Work to complete = Look through the data below and show every line that includes "label".

===== Information =====

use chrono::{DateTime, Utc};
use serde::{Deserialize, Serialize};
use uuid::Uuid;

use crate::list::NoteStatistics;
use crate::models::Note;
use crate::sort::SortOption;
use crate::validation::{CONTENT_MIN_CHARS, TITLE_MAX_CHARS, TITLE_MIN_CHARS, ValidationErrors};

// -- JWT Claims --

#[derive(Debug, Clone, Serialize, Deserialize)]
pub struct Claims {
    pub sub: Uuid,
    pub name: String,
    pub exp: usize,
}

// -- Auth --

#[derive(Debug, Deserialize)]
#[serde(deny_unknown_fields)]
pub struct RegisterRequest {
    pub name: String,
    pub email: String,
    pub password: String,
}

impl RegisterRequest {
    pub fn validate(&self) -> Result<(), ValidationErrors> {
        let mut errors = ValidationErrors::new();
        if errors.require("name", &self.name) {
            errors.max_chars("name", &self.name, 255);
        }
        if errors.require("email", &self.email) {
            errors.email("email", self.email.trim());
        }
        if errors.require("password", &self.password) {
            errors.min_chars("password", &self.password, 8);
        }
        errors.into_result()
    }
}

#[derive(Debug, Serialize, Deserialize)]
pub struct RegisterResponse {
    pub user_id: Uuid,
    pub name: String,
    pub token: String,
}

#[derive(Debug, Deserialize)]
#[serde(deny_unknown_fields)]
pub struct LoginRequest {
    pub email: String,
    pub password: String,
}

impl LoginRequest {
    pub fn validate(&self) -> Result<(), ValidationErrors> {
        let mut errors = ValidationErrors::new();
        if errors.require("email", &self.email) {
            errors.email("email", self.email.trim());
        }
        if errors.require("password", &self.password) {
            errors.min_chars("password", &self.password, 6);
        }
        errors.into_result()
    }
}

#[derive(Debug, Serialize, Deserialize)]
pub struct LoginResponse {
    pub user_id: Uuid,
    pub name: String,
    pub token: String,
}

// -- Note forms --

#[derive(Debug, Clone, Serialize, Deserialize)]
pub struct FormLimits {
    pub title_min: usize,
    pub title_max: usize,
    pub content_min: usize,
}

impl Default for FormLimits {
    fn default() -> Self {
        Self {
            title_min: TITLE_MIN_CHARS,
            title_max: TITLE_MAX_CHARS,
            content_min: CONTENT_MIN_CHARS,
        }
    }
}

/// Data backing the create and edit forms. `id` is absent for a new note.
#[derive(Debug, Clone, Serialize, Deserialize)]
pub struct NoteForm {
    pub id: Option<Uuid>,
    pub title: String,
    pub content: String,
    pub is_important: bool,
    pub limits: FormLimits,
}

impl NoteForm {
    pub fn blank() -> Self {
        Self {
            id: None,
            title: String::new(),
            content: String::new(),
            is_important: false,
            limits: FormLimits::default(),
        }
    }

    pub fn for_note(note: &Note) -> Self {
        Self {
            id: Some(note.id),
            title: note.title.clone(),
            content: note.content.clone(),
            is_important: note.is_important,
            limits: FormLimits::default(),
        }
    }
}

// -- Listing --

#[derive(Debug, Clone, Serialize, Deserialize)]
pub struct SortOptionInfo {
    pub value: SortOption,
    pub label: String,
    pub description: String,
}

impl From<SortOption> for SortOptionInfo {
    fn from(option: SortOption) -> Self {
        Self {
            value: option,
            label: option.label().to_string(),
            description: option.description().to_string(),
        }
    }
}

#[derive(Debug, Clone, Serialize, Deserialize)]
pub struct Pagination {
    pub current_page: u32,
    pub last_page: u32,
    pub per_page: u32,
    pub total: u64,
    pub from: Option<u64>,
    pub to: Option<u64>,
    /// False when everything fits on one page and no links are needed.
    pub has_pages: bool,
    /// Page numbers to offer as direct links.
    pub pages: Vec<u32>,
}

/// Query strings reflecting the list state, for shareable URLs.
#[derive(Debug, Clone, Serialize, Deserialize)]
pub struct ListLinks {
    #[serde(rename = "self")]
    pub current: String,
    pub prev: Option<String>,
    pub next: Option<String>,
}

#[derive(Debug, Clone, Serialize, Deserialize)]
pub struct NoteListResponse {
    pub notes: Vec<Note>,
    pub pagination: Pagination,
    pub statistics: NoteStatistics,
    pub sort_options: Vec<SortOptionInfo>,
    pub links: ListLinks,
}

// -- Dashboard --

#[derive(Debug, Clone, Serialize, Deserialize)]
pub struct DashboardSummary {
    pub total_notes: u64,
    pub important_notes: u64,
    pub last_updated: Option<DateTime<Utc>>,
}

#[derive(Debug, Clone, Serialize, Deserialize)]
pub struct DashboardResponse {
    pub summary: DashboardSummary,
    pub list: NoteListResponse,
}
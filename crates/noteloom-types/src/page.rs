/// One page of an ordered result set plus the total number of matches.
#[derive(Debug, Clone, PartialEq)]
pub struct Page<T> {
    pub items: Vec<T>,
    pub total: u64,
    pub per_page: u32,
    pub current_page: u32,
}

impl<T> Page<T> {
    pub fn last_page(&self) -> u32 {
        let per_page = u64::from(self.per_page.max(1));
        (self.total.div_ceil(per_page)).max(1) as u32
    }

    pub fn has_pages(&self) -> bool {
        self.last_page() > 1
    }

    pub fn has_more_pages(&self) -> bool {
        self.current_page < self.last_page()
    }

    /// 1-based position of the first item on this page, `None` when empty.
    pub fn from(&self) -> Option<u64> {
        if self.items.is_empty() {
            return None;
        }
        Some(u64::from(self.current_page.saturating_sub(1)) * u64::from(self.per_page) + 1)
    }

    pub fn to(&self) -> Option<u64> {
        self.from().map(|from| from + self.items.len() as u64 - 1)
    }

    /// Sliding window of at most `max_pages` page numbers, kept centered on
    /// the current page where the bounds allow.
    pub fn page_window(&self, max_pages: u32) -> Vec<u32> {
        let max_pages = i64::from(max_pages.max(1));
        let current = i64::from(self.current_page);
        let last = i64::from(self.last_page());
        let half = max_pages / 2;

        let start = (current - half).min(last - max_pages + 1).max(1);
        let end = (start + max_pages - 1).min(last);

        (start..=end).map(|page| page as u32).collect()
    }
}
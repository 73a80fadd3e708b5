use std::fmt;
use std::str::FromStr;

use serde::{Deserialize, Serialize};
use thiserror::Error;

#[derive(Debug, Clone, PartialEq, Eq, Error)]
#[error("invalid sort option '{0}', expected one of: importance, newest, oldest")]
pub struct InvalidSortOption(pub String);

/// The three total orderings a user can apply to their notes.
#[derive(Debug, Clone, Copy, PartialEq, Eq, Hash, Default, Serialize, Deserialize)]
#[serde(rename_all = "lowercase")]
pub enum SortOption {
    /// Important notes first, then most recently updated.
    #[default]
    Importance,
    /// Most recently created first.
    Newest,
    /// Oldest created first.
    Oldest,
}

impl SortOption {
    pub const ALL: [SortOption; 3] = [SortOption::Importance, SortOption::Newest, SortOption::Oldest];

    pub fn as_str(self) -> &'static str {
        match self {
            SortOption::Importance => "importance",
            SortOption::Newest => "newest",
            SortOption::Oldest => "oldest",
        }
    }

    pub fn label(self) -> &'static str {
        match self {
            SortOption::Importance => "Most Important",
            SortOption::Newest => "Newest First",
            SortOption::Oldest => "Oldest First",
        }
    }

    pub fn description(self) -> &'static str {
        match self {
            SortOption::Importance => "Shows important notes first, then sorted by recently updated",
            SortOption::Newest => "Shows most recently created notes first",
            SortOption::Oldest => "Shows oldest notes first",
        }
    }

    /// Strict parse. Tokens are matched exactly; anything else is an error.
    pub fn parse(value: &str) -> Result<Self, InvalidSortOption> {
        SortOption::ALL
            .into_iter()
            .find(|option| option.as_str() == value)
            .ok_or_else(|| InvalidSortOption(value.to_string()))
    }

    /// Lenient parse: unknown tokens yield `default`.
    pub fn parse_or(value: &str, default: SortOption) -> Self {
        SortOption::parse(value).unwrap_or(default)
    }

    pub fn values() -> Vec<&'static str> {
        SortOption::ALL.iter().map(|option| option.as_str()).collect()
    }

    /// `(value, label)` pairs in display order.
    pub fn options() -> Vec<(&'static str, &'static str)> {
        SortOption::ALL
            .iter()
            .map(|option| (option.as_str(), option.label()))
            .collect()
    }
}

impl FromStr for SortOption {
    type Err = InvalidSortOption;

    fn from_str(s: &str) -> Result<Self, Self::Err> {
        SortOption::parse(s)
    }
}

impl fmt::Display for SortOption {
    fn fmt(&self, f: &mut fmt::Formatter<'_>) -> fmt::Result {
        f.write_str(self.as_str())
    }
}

=====

Answer =
    pub label: String,
            label: option.label().to_string(),
    pub fn label(self) -> &'static str {
    /// `(value, label)` pairs in display order.
            .map(|option| (option.as_str(), option.label()))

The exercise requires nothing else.